Исчезновение начинается с Аввакума, сына Петра, пророка, восшедшего дымом на северное небо, — русская литература, и заканчивается она с Георгием Владимовым, последним из тех, чье слово имело вес, плоть и боль.

Фото: Андрей Бородулин / Коммерсант.
Гонимая, пинком вышибаемая вон, как вышибали из барских хором рифмоплета Тредиаковского, сидящая в кутузке за некролог Гоголю, как сидел Тургенев, отправляемая по этапу, как отправляли Чернышевского и Шаламова, получавшая пулю в подвале, как получили Бабель и Пильняк, бесследно исчезающая в общих могилах, как исчезли Кин, Васильев, Новиков, Мандельштам и другие, — русская литература через годы и века сохраняла свое значение и предназначение. Оно состояло… В чем же оно состояло? Ведь литература не партия, чтобы объединяться вокруг программ, не общество с единой идеологией. Она делалась людьми, каждый из которых был сам по себе и в ногу с другими не ходил. Из разных и очень разных людей состояла русская литература за три века ее существования — из попов и шутов, из алкоголиков и эпилептиков, из пророков и святых, из князей и разночинцев. И убеждения у них были разные, и споры между ними бывали страшные, и лбы их трещали, когда они словами мутузили друг друга.

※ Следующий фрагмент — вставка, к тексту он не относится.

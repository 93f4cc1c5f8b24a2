use relate2d::math::{Point, PromotedReal, Real};
use relate2d::query::{
    relate_segment_segment_with_policy, RelateError, RelateIntersects, RelatePolicy,
    RelateTolerances, TurnPointCollector,
};
use relate2d::shape::Segment;

fn seg(ax: Real, ay: Real, bx: Real, by: Real) -> Segment {
    Segment::new(Point::new(ax, ay), Point::new(bx, by))
}

#[derive(Default)]
struct CallCounter {
    calls: usize,
}

impl RelatePolicy for CallCounter {
    type Output = ();

    fn on_disjoint(&mut self) {
        self.calls += 1;
    }

    fn on_degenerate(&mut self, _: Point<Real>, _: bool) {
        self.calls += 1;
    }

    fn on_equal(&mut self, _: bool) {
        self.calls += 1;
    }

    fn on_touch(&mut self, _: Point<Real>, _: i8, _: i8) {
        self.calls += 1;
    }

    fn on_cross(&mut self, _: Point<Real>, _: PromotedReal) {
        self.calls += 1;
    }

    fn on_collinear_touch(&mut self, _: Point<Real>, _: i8, _: i8) {
        self.calls += 1;
    }

    fn on_collinear_overlap_boundary(&mut self, _: Segment, _: bool, _: i8, _: i8, _: bool) {
        self.calls += 1;
    }

    fn on_collinear_contains(&mut self, _: Segment, _: bool, _: bool) {
        self.calls += 1;
    }

    fn on_collinear_overlap(&mut self, _: Point<Real>, _: Point<Real>, _: i8, _: i8, _: bool) {
        self.calls += 1;
    }

    fn on_error(&mut self, _: RelateError) {
        self.calls += 1;
    }
}

#[test]
fn every_classification_invokes_exactly_one_callback() {
    let mut rng = oorandom::Rand32::new(42);
    let mut counter = CallCounter::default();
    let pairs = 200;

    for _ in 0..pairs {
        let mut coord = || rng.rand_range(0..8) as Real;
        let seg1 = seg(coord(), coord(), coord(), coord());
        let seg2 = seg(coord(), coord(), coord(), coord());

        relate_segment_segment_with_policy(
            &seg1,
            &seg2,
            RelateTolerances::default(),
            &mut counter,
        );
    }

    assert_eq!(counter.calls, pairs);
}

#[test]
fn intersects_policy_answers_for_each_relation_family() {
    let mut policy = RelateIntersects;
    let tolerances = RelateTolerances::default();
    let horizontal = seg(0.0, 0.0, 10.0, 0.0);

    let crossing = seg(4.0, -2.0, 4.0, 2.0);
    assert!(relate_segment_segment_with_policy(
        &horizontal,
        &crossing,
        tolerances,
        &mut policy
    ));

    let sharing = seg(10.0, 0.0, 12.0, 3.0);
    assert!(relate_segment_segment_with_policy(
        &horizontal,
        &sharing,
        tolerances,
        &mut policy
    ));

    let overlapping = seg(5.0, 0.0, 15.0, 0.0);
    assert!(relate_segment_segment_with_policy(
        &horizontal,
        &overlapping,
        tolerances,
        &mut policy
    ));

    let above = seg(0.0, 1.0, 10.0, 1.0);
    assert!(!relate_segment_segment_with_policy(
        &horizontal,
        &above,
        tolerances,
        &mut policy
    ));

    // A degenerate segment is only known to lie on the supporting line, so
    // it is never reported as intersecting.
    let on_line_point = seg(5.0, 0.0, 5.0, 0.0);
    assert!(!relate_segment_segment_with_policy(
        &horizontal,
        &on_line_point,
        tolerances,
        &mut policy
    ));
}

#[test]
fn collector_gathers_crossings_and_overlap_boundaries() {
    let mut collector = TurnPointCollector::default();
    let tolerances = RelateTolerances::default();
    let horizontal = seg(0.0, 0.0, 10.0, 0.0);

    relate_segment_segment_with_policy(
        &horizontal,
        &seg(4.0, -2.0, 4.0, 2.0),
        tolerances,
        &mut collector,
    );
    relate_segment_segment_with_policy(
        &horizontal,
        &seg(5.0, 0.0, 15.0, 0.0),
        tolerances,
        &mut collector,
    );
    relate_segment_segment_with_policy(
        &horizontal,
        &seg(0.0, 1.0, 10.0, 1.0),
        tolerances,
        &mut collector,
    );

    assert_eq!(
        collector.points,
        vec![
            Point::new(4.0, 0.0),
            Point::new(5.0, 0.0),
            Point::new(10.0, 0.0),
        ]
    );

    collector.clear();
    assert!(collector.points.is_empty());
}

#[test]
fn collector_reports_the_shared_boundary_point_first() {
    let mut collector = TurnPointCollector::default();
    let tolerances = RelateTolerances::default();

    relate_segment_segment_with_policy(
        &seg(0.0, 0.0, 10.0, 0.0),
        &seg(5.0, 0.0, 10.0, 0.0),
        tolerances,
        &mut collector,
    );

    assert_eq!(
        collector.points,
        vec![Point::new(10.0, 0.0), Point::new(5.0, 0.0)]
    );
}

#[test]
fn collector_reports_contained_segments_by_their_endpoints() {
    let mut collector = TurnPointCollector::default();
    let tolerances = RelateTolerances::default();

    relate_segment_segment_with_policy(
        &seg(0.0, 0.0, 10.0, 0.0),
        &seg(2.0, 0.0, 8.0, 0.0),
        tolerances,
        &mut collector,
    );

    assert_eq!(
        collector.points,
        vec![Point::new(2.0, 0.0), Point::new(8.0, 0.0)]
    );
}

Но все же было что-то одно, что связывало и роднило их, таких разных, — столь глубоко скрытое в сердце, что не увидишь, не скажешь. Это боль. Это ощущение жизни открытым сердцем и без наркоза лжи, это отношение к человеческой жизни как самой великой ценности.

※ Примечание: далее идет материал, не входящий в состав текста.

/// 整数主キーをラップする ID 型を定義する宣言型マクロ
///
/// データストアの `BIGINT` 主キーに対応する Newtype を生成する:
/// - `derive(Debug, Clone, Copy, PartialEq, Eq, Hash, Serialize, Deserialize, Display)`
/// - `new()`: 生の値から ID を作成
/// - `as_i64()`: 内部の値を取得
/// - `From<i64>` impl
///
/// 別テーブルの ID 同士を取り違えないよう、テーブルごとに別の型を定義する。
///
/// # 使用例
///
/// ```rust
/// use tenderwatch_domain::tender::TenderId;
///
/// let id = TenderId::new(42);
/// assert_eq!(id.as_i64(), 42);
/// assert_eq!(id.to_string(), "42");
/// ```
macro_rules! define_id {
    (
        $(#[$meta:meta])*
        $vis:vis struct $Name:ident;
    ) => {
        $(#[$meta])*
        #[derive(
            Debug, Clone, Copy, PartialEq, Eq, Hash,
            serde::Serialize, serde::Deserialize,
            derive_more::Display,
        )]
        #[display("{_0}")]
        #[serde(transparent)]
        $vis struct $Name(i64);

        impl $Name {
            /// 生の主キー値から ID を作成する
            pub const fn new(value: i64) -> Self {
                Self(value)
            }

            /// 内部の主キー値を取得する
            pub const fn as_i64(&self) -> i64 {
                self.0
            }
        }

        impl From<i64> for $Name {
            fn from(value: i64) -> Self {
                Self(value)
            }
        }
    };
}
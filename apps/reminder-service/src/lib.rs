//! # Reminder Service ライブラリ
//!
//! 入札案件リマインダーの照合と通知配信を行う。
//! 結合テスト用にルーターとユースケースを公開する。

pub mod config;
pub mod error;
pub mod handler;
pub mod usecase;
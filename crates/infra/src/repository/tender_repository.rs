//! # TenderRepository
//!
//! 期日スイープで通知内容に載せる入札案件を取得するリポジトリ。

use async_trait::async_trait;
use chrono::{DateTime, Utc};
use sqlx::PgPool;
use tenderwatch_domain::{
    catalog::{CategoryId, RegionId, SubcategoryId},
    tender::{Tender, TenderId},
};

use crate::error::InfraError;

/// 入札案件リポジトリトレイト
#[async_trait]
pub trait TenderRepository: Send + Sync {
    /// ID で入札案件を検索
    ///
    /// # 戻り値
    ///
    /// - `Ok(Some(tender))`: 見つかった場合
    /// - `Ok(None)`: 削除済みなどで見つからない場合
    /// - `Err(_)`: データベースエラー
    async fn find_by_id(&self, id: TenderId) -> Result<Option<Tender>, InfraError>;
}

#[derive(Debug, sqlx::FromRow)]
struct TenderRow {
    id:               i64,
    title:            String,
    description:      Option<String>,
    category_id:      Option<i64>,
    subcategory_id:   Option<i64>,
    region_id:        Option<i64>,
    deadline:         Option<DateTime<Utc>>,
    reference_number: Option<String>,
}

impl From<TenderRow> for Tender {
    fn from(row: TenderRow) -> Self {
        Tender {
            id:               TenderId::new(row.id),
            title:            row.title,
            description:      row.description,
            category_id:      row.category_id.map(CategoryId::new),
            subcategory_id:   row.subcategory_id.map(SubcategoryId::new),
            region_id:        row.region_id.map(RegionId::new),
            deadline:         row.deadline,
            reference_number: row.reference_number,
        }
    }
}

/// PostgreSQL 実装の TenderRepository
#[derive(Debug, Clone)]
pub struct PostgresTenderRepository {
    pool: PgPool,
}

impl PostgresTenderRepository {
    /// 新しいリポジトリインスタンスを作成
    pub fn new(pool: PgPool) -> Self {
        Self { pool }
    }
}

#[async_trait]
impl TenderRepository for PostgresTenderRepository {
    #[tracing::instrument(skip_all, level = "debug", fields(tender_id = %id))]
    async fn find_by_id(&self, id: TenderId) -> Result<Option<Tender>, InfraError> {
        let row = sqlx::query_as::<_, TenderRow>(
            r#"
            SELECT
                id, title, description, category_id, subcategory_id, region_id,
                deadline, reference_number
            FROM tenders
            WHERE id = $1
            "#,
        )
        .bind(id.as_i64())
        .fetch_optional(&self.pool)
        .await?;

        Ok(row.map(Tender::from))
    }
}
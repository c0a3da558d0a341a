//! # CatalogRepository
//!
//! 通知メッセージに表示するカテゴリ・サブカテゴリ・地域の名称を取得するリポジトリ。
//! 参照切れは `Ok(None)` で返し、メッセージ側で "Not specified" と表示する。

use async_trait::async_trait;
use sqlx::PgPool;
use tenderwatch_domain::catalog::{
    Category,
    CategoryId,
    Region,
    RegionId,
    Subcategory,
    SubcategoryId,
};

use crate::error::InfraError;

/// カタログリポジトリトレイト
#[async_trait]
pub trait CatalogRepository: Send + Sync {
    /// ID でカテゴリを検索
    async fn find_category(&self, id: CategoryId) -> Result<Option<Category>, InfraError>;

    /// ID でサブカテゴリを検索
    async fn find_subcategory(&self, id: SubcategoryId)
    -> Result<Option<Subcategory>, InfraError>;

    /// ID で地域を検索
    async fn find_region(&self, id: RegionId) -> Result<Option<Region>, InfraError>;
}

/// 名称のみを持つマスタ行
#[derive(Debug, sqlx::FromRow)]
struct NamedRow {
    id:   i64,
    name: String,
}

/// PostgreSQL 実装の CatalogRepository
#[derive(Debug, Clone)]
pub struct PostgresCatalogRepository {
    pool: PgPool,
}

impl PostgresCatalogRepository {
    /// 新しいリポジトリインスタンスを作成
    pub fn new(pool: PgPool) -> Self {
        Self { pool }
    }

    async fn find_named(&self, sql: &'static str, id: i64) -> Result<Option<NamedRow>, InfraError> {
        let row = sqlx::query_as::<_, NamedRow>(sql)
            .bind(id)
            .fetch_optional(&self.pool)
            .await?;
        Ok(row)
    }
}

#[async_trait]
impl CatalogRepository for PostgresCatalogRepository {
    #[tracing::instrument(skip_all, level = "debug", fields(category_id = %id))]
    async fn find_category(&self, id: CategoryId) -> Result<Option<Category>, InfraError> {
        let row = self
            .find_named("SELECT id, name FROM categories WHERE id = $1", id.as_i64())
            .await?;

        Ok(row.map(|row| Category {
            id:   CategoryId::new(row.id),
            name: row.name,
        }))
    }

    #[tracing::instrument(skip_all, level = "debug", fields(subcategory_id = %id))]
    async fn find_subcategory(
        &self,
        id: SubcategoryId,
    ) -> Result<Option<Subcategory>, InfraError> {
        let row = self
            .find_named("SELECT id, name FROM subcategories WHERE id = $1", id.as_i64())
            .await?;

        Ok(row.map(|row| Subcategory {
            id:   SubcategoryId::new(row.id),
            name: row.name,
        }))
    }

    #[tracing::instrument(skip_all, level = "debug", fields(region_id = %id))]
    async fn find_region(&self, id: RegionId) -> Result<Option<Region>, InfraError> {
        let row = self
            .find_named("SELECT id, name FROM regions WHERE id = $1", id.as_i64())
            .await?;

        Ok(row.map(|row| Region {
            id:   RegionId::new(row.id),
            name: row.name,
        }))
    }
}

#[cfg(test)]
mod tests {
    use super::*;

    #[test]
    fn トレイトはsendとsyncを実装している() {
        fn assert_send_sync<T: Send + Sync>() {}
        assert_send_sync::<PostgresCatalogRepository>();
    }
}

Нет ничего общего между тонким в чувствах и словах Тургеневым и грубым в манерах и языке Писемским. Нет ничего общего между флегмой Гончаровым и бешеным в своем темпераменте Лесковым. Мало общего между Булгаковым в пристегивающихся потрепанных манжетах и Пильняком в американском щегольском пальто. А все же общее есть, но оно неуловимо в слова и растворено во всей русской литературе. Воздух русской литературы — ее боль, ее страдание, ее приверженность человеку, ее правда. Ах, какие немодные, неловкие, даже стыдные слова. Их лучше избегать, чтобы не показаться архаичным и смешным в эпоху всеобщей относительности. Синявский, у которого были не политические, а эстетические расхождения с советской властью (приговор семь лет лагеря), однажды написал, что „правда не в том, чтобы говорить вещи, и без того всем известные и понятные, а в том, чтобы свою правду положить поперек правды общепринятой и всем известной. Этим и занималась русская литература. Сказать правду о себе часто труднее, чем о других. Протопоп Аввакум правдой гвоздил направо и налево — кого увидит, тому правдой в лоб и даст, за что его в ответ били нещадно. Не словами, а кулаками, а однажды даже доской. Но он и себя самого правдой о себе гвоздил так, что это можно назвать членовредительством. Ну и правильно поступал бешеный поп, Христос в Нагорной проповеди такого и требовал. Толстой в своих дневниках и поздних текстах говорил правду о себе с ожесточением, доходящим до отчаяния, клеймил себя правдой, казнил себя правдой. И доказнился до смертной койки в чужом доме на железной дороге. Лесков, исстрадавшийся до того, что не мог ни есть, ни спать, в своих мыслях и словах смешивал себя с грязью, потому что знал себя. Гаршин познал правду жизни с такой резкостью и ясностью, что не мог больше жить — бросился в лестничный пролет. Фото: Олег Елков / ТАСС.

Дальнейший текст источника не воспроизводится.